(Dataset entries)
══════════════════════════════

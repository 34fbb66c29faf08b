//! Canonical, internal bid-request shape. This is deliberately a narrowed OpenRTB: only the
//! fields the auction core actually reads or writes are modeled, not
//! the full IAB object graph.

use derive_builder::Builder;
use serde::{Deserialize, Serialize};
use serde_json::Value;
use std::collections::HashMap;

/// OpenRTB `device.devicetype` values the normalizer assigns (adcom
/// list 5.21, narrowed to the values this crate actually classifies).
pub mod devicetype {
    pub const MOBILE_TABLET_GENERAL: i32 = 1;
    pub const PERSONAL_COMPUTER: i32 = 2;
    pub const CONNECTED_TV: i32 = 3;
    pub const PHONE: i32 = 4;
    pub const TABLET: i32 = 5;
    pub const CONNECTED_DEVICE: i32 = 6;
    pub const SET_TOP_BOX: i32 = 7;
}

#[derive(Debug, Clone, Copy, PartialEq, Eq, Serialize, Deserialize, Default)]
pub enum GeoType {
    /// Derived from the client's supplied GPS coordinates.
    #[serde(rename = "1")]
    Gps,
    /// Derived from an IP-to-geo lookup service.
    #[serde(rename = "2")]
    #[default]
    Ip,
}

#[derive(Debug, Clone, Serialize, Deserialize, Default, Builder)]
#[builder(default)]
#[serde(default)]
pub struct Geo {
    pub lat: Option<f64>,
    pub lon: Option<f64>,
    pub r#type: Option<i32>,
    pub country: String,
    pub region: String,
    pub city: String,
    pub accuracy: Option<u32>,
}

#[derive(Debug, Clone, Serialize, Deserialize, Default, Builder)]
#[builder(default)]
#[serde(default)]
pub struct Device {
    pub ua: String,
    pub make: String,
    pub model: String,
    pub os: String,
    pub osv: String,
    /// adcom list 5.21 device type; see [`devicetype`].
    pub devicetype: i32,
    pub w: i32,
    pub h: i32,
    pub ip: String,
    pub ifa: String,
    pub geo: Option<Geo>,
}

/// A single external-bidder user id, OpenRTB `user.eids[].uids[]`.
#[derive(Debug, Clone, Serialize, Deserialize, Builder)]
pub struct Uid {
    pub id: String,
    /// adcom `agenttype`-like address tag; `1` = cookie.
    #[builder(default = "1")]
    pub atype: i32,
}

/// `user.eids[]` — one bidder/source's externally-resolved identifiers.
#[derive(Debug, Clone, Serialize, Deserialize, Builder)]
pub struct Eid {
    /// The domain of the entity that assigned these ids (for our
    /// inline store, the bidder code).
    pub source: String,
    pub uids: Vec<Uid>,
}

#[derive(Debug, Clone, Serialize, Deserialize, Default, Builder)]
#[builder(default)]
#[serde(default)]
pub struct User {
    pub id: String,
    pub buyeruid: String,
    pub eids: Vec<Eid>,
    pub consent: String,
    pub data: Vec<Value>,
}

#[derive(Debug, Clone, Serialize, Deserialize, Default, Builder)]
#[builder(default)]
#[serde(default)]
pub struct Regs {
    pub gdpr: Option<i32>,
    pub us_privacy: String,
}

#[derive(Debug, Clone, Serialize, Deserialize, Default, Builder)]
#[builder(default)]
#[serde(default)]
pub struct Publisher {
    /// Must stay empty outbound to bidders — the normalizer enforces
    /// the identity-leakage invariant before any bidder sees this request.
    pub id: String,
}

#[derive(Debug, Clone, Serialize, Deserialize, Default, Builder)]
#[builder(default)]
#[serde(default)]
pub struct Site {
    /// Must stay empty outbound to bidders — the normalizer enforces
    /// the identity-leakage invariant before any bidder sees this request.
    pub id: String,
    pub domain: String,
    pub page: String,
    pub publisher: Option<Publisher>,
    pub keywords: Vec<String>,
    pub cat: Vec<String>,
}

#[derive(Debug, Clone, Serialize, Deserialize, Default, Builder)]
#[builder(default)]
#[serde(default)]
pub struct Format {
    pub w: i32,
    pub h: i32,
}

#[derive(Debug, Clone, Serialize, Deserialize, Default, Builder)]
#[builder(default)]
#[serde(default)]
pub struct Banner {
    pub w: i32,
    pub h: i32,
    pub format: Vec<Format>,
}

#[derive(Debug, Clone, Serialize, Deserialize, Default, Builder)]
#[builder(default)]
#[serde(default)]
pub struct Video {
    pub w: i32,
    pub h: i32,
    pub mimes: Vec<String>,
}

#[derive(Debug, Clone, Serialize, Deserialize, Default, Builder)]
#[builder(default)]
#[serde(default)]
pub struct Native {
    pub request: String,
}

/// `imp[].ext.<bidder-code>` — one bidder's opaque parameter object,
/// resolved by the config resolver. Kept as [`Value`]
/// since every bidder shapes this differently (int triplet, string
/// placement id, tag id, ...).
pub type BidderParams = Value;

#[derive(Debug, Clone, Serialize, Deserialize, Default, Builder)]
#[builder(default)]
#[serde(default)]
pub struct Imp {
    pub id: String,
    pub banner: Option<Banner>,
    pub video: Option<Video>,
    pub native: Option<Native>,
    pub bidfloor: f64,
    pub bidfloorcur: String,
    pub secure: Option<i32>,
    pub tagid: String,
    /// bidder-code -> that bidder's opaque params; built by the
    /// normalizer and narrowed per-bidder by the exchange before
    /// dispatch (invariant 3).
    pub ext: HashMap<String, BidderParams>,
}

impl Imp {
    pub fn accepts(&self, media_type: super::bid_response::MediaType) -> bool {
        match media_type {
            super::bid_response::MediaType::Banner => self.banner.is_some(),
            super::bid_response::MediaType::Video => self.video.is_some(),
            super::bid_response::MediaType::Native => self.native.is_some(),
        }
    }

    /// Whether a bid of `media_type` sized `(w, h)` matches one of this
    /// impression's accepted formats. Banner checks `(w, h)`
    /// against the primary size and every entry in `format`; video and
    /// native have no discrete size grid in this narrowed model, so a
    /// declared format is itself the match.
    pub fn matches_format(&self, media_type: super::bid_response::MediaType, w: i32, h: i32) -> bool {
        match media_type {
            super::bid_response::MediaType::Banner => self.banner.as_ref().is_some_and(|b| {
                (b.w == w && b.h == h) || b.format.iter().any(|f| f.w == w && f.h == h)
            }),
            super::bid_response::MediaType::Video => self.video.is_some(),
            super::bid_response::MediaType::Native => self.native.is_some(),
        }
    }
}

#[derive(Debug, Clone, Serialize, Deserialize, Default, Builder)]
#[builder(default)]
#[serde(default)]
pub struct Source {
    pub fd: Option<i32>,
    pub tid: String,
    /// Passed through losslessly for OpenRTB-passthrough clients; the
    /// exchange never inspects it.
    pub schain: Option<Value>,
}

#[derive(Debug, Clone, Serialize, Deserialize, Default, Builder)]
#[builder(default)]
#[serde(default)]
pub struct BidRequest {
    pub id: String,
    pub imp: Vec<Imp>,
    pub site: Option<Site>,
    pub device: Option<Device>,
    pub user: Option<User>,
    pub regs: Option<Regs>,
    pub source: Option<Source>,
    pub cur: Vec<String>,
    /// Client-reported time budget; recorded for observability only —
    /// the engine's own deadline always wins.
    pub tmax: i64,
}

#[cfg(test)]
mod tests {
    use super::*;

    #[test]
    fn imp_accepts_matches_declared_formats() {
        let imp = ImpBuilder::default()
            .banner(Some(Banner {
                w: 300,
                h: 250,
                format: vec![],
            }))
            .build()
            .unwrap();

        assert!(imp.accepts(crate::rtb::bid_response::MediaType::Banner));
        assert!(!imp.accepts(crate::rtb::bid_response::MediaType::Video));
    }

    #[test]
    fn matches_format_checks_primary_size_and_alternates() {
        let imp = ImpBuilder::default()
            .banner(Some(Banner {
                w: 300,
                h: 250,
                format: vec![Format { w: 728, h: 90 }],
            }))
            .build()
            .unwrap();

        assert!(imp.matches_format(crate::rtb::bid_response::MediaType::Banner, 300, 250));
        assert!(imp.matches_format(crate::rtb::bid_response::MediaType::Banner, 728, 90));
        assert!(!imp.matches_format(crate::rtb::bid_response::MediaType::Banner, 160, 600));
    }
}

══════════════════════════════

TRY IT: Your answer should be one number: the count of lines in the data above that include the word "narrowed".

OUTPUT OF THE EXERCISE: 4